*** Opening of EXTRACTED INFORMATION ***

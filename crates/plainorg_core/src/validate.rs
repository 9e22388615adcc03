//! Three-stage schema validation pipeline.
//!
//! # Responsibility
//! - Validate one raw property bag against the schema: cardinality, then
//!   type, then format, per property.
//! - Materialize defaults and the system-managed `creation` stamp.
//!
//! # Invariants
//! - Stages run in order and short-circuit per property; a failed property
//!   never hides failures on other properties of the same entity.
//! - Defaults pass back through the same type/format stages as user input,
//!   so a validated map re-validates to itself.
//! - User input is never trusted for automatic properties.

use crate::model::value::{PropertyBag, RawValue, Value, ValueMap};
use crate::schema::{self, Cardinality, ContentClass, DefaultValue, SchemaProperty, ValueType};
use once_cell::sync::Lazy;
use regex::Regex;
use std::error::Error;
use std::fmt::{Display, Formatter};

/// One entity-local validation failure.
#[derive(Debug, Clone, PartialEq, Eq)]
pub enum ValidationError {
    /// A required property was absent.
    RequiredMissing {
        property: &'static str,
        class: ContentClass,
    },
    /// A property was supplied for a class it does not apply to.
    NotApplicable {
        property: &'static str,
        class: ContentClass,
    },
    /// A value could not be coerced to its declared type.
    Type {
        property: &'static str,
        expected: ValueType,
        actual: &'static str,
        value: String,
    },
    /// A correctly-typed value failed its declared format pattern.
    Format {
        property: &'static str,
        value: String,
        pattern: String,
    },
    /// Structurally malformed metadata (unterminated block, unreadable file).
    Parse { reason: String },
}

impl Display for ValidationError {
    fn fmt(&self, f: &mut Formatter<'_>) -> std::fmt::Result {
        match self {
            Self::RequiredMissing { property, class } => {
                write!(f, "{class} entries require property `{property}`")
            }
            Self::NotApplicable { property, class } => {
                write!(f, "property `{property}` does not apply to {class} entries")
            }
            Self::Type {
                property,
                expected,
                actual,
                value,
            } => write!(
                f,
                "`{property}`: expected {expected}, got {actual}: {value}"
            ),
            Self::Format {
                property,
                value,
                pattern,
            } => write!(
                f,
                "`{property}`: value `{value}` must match format `{pattern}`"
            ),
            Self::Parse { reason } => write!(f, "{reason}"),
        }
    }
}

impl Error for ValidationError {}

/// Per-entity validation inputs beyond the bag itself.
#[derive(Debug, Clone, Copy)]
pub struct ValidationContext<'a> {
    pub class: ContentClass,
    /// Configured user display name; source of deferred defaults.
    pub user: &'a str,
    /// Previously persisted `creation` value for this entity, if any.
    pub persisted_creation: Option<&'a str>,
}

/// Validates every schema property against `raw` for the context's class.
///
/// Returns the validated, defaulted map alongside every collected failure.
/// The map only contains properties that passed all stages; the entity is
/// valid exactly when the failure list is empty.
pub fn validate_bag(
    raw: &PropertyBag,
    ctx: &ValidationContext<'_>,
) -> (ValueMap, Vec<ValidationError>) {
    let mut values = ValueMap::new();
    let mut failures = Vec::new();

    for prop in schema::schema() {
        let supplied = raw.get(prop.name).filter(|value| is_present(value));

        if !prop.applies_to(ctx.class) {
            if supplied.is_some() {
                failures.push(ValidationError::NotApplicable {
                    property: prop.name,
                    class: ctx.class,
                });
            }
            continue;
        }

        // Stage 1: cardinality.
        let effective: RawValue = match prop.cardinality {
            Cardinality::Automatic => RawValue::Str(auto_creation(
                supplied.map(ToString::to_string).as_deref(),
                ctx.persisted_creation,
                &now_stamp(),
            )),
            Cardinality::Required => match supplied {
                Some(value) => value.clone(),
                None => {
                    failures.push(ValidationError::RequiredMissing {
                        property: prop.name,
                        class: ctx.class,
                    });
                    continue;
                }
            },
            Cardinality::Defaultable => match supplied {
                Some(value) => value.clone(),
                None => match prop.default {
                    Some(default) => resolve_default(default, ctx.user),
                    None => continue,
                },
            },
            Cardinality::NotRequired => match supplied {
                Some(value) => value.clone(),
                None => continue,
            },
        };

        // Stage 2: type.
        let typed = match coerce(prop, &effective) {
            Ok(value) => value,
            Err(err) => {
                failures.push(err);
                continue;
            }
        };

        // Stage 3: format.
        if let Err(err) = check_format(prop, &typed) {
            failures.push(err);
            continue;
        }

        values.insert(prop.name.to_string(), typed);
    }

    (values, failures)
}

/// Current timestamp in the strict stamp form.
pub fn now_stamp() -> String {
    chrono::Local::now().format("%Y%m%dT%H%M%S").to_string()
}

static STRICT_STAMP: Lazy<Regex> =
    Lazy::new(|| Regex::new(schema::STRICT_STAMP_PATTERN).expect("stamp pattern must compile"));

/// Resolves the system-managed `creation` value.
///
/// A persisted value is reused when it matches the strict stamp form and
/// regenerated when it does not; a file-only value is used as-is (the format
/// stage still checks it); with neither, a fresh stamp is issued.
fn auto_creation(file_value: Option<&str>, persisted: Option<&str>, now: &str) -> String {
    match persisted {
        Some(persisted) if STRICT_STAMP.is_match(persisted) => persisted.to_string(),
        Some(_) => now.to_string(),
        None => match file_value {
            Some(value) => value.to_string(),
            None => now.to_string(),
        },
    }
}

/// Absence rules: explicit nulls, empty scalars, and empty lists all count
/// as "not supplied" for cardinality purposes.
fn is_present(value: &RawValue) -> bool {
    match value {
        RawValue::Null => false,
        RawValue::Str(text) => !text.is_empty(),
        RawValue::List(items) => !items.is_empty(),
        _ => true,
    }
}

fn resolve_default(default: DefaultValue, user: &str) -> RawValue {
    match default {
        DefaultValue::Str(text) => RawValue::Str(text.to_string()),
        DefaultValue::Int(value) => RawValue::Int(value),
        DefaultValue::StrList(items) => {
            RawValue::List(items.iter().map(|item| item.to_string()).collect())
        }
        DefaultValue::NowStamp => RawValue::Str(now_stamp()),
        DefaultValue::ConfigUser => RawValue::Str(user.to_string()),
        DefaultValue::ConfigUserList => RawValue::List(vec![user.to_string()]),
    }
}

fn coerce(prop: &SchemaProperty, raw: &RawValue) -> Result<Value, ValidationError> {
    let mismatch = || ValidationError::Type {
        property: prop.name,
        expected: prop.value_type,
        actual: raw.type_name(),
        value: raw.to_string(),
    };

    match (prop.value_type, raw) {
        (ValueType::Str, RawValue::Str(text)) => Ok(Value::Str(text.clone())),
        (ValueType::Str, RawValue::Int(value)) => Ok(Value::Str(value.to_string())),
        (ValueType::Str, RawValue::Float(value)) => Ok(Value::Str(value.to_string())),
        (ValueType::Str, RawValue::Bool(value)) => Ok(Value::Str(value.to_string())),
        (ValueType::Int, RawValue::Int(value)) => Ok(Value::Int(*value)),
        (ValueType::Int, RawValue::Float(value)) => Ok(Value::Int(*value as i64)),
        (ValueType::Int, RawValue::Str(text)) => {
            text.trim().parse::<i64>().map(Value::Int).map_err(|_| mismatch())
        }
        (ValueType::StrList, RawValue::List(items)) => Ok(Value::List(items.clone())),
        // A bare scalar offered to a list type becomes a one-element list.
        (ValueType::StrList, RawValue::Str(text)) => Ok(Value::List(vec![text.clone()])),
        _ => Err(mismatch()),
    }
}

fn check_format(prop: &SchemaProperty, value: &Value) -> Result<(), ValidationError> {
    let Some(pattern) = prop.pattern.as_ref() else {
        return Ok(());
    };

    let failure = |value: &str| ValidationError::Format {
        property: prop.name,
        value: value.to_string(),
        pattern: pattern.as_str().to_string(),
    };

    match value {
        Value::Str(text) => {
            if !pattern.is_match(text) {
                return Err(failure(text));
            }
        }
        Value::List(items) => {
            if let Some(bad) = items.iter().find(|item| !pattern.is_match(item)) {
                return Err(failure(bad));
            }
        }
        // Typed non-text values have no independent format dimension.
        Value::Int(_) => {}
    }

    Ok(())
}

#[cfg(test)]
mod tests {
    use super::{auto_creation, validate_bag, ValidationContext, ValidationError};
    use crate::model::value::{PropertyBag, RawValue, Value};
    use crate::schema::ContentClass;

    fn ctx(class: ContentClass) -> ValidationContext<'static> {
        ValidationContext {
            class,
            user: "Ada Lovelace",
            persisted_creation: None,
        }
    }

    #[test]
    fn auto_creation_trusts_only_well_formed_persisted_values() {
        let now = "20260101T090000";
        assert_eq!(auto_creation(None, None, now), now);
        assert_eq!(
            auto_creation(None, Some("20250101T120000"), now),
            "20250101T120000"
        );
        assert_eq!(auto_creation(None, Some("yesterday"), now), now);
        assert_eq!(
            auto_creation(Some("20250101T120000"), Some("garbled"), now),
            now
        );
        assert_eq!(
            auto_creation(Some("20240606T060000"), None, now),
            "20240606T060000"
        );
    }

    #[test]
    fn empty_values_count_as_absent() {
        let mut raw = PropertyBag::new();
        raw.insert("todo".to_string(), RawValue::Str("write tests".to_string()));
        raw.insert("tags".to_string(), RawValue::List(Vec::new()));

        let (values, failures) = validate_bag(&raw, &ctx(ContentClass::Todo));
        assert!(failures.is_empty(), "{failures:?}");
        assert_eq!(
            values.get("tags"),
            Some(&Value::List(vec!["general".to_string()]))
        );
    }

    #[test]
    fn scalar_offered_to_list_type_becomes_singleton() {
        let mut raw = PropertyBag::new();
        raw.insert("todo".to_string(), RawValue::Str("buy milk".to_string()));
        raw.insert("tags".to_string(), RawValue::Str("errands".to_string()));

        let (values, failures) = validate_bag(&raw, &ctx(ContentClass::Todo));
        assert!(failures.is_empty(), "{failures:?}");
        assert_eq!(
            values.get("tags"),
            Some(&Value::List(vec!["errands".to_string()]))
        );
    }

    #[test]
    fn not_applicable_property_is_an_error_when_supplied() {
        let mut raw = PropertyBag::new();
        raw.insert("todo".to_string(), RawValue::Str("buy milk".to_string()));
        raw.insert("start".to_string(), RawValue::Str("20250101".to_string()));

        let (_, failures) = validate_bag(&raw, &ctx(ContentClass::Todo));
        assert!(failures.iter().any(|err| matches!(
            err,
            ValidationError::NotApplicable { property: "start", .. }
        )));
    }

    #[test]
    fn failures_are_collected_across_properties() {
        let mut raw = PropertyBag::new();
        raw.insert("priority".to_string(), RawValue::Str("soon".to_string()));

        let (_, failures) = validate_bag(&raw, &ctx(ContentClass::Todo));
        let missing = failures.iter().any(|err| {
            matches!(err, ValidationError::RequiredMissing { property: "todo", .. })
        });
        let bad_type = failures.iter().any(|err| {
            matches!(err, ValidationError::Type { property: "priority", .. })
        });
        assert!(missing && bad_type, "{failures:?}");
    }
}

*** Close of EXTRACTED INFORMATION ***

**YOUR INSTRUCTIONS**
The answer should consist of the lines from the first line of the entries through the line with "for automatic properties.", copied exactly.

**RESPONSE BELOW**
filename crates/plainorg_core/src/validate.rs
repository 9e22388615adcc03
//! Three-stage schema validation pipeline.
//!
//! # Responsibility
//! - Validate one raw property bag against the schema: cardinality, then
//!   type, then format, per property.
//! - Materialize defaults and the system-managed `creation` stamp.
//!
//! # Invariants
//! - Stages run in order and short-circuit per property; a failed property
//!   never hides failures on other properties of the same entity.
//! - Defaults pass back through the same type/format stages as user input,
//!   so a validated map re-validates to itself.
//! - User input is never trusted for automatic properties.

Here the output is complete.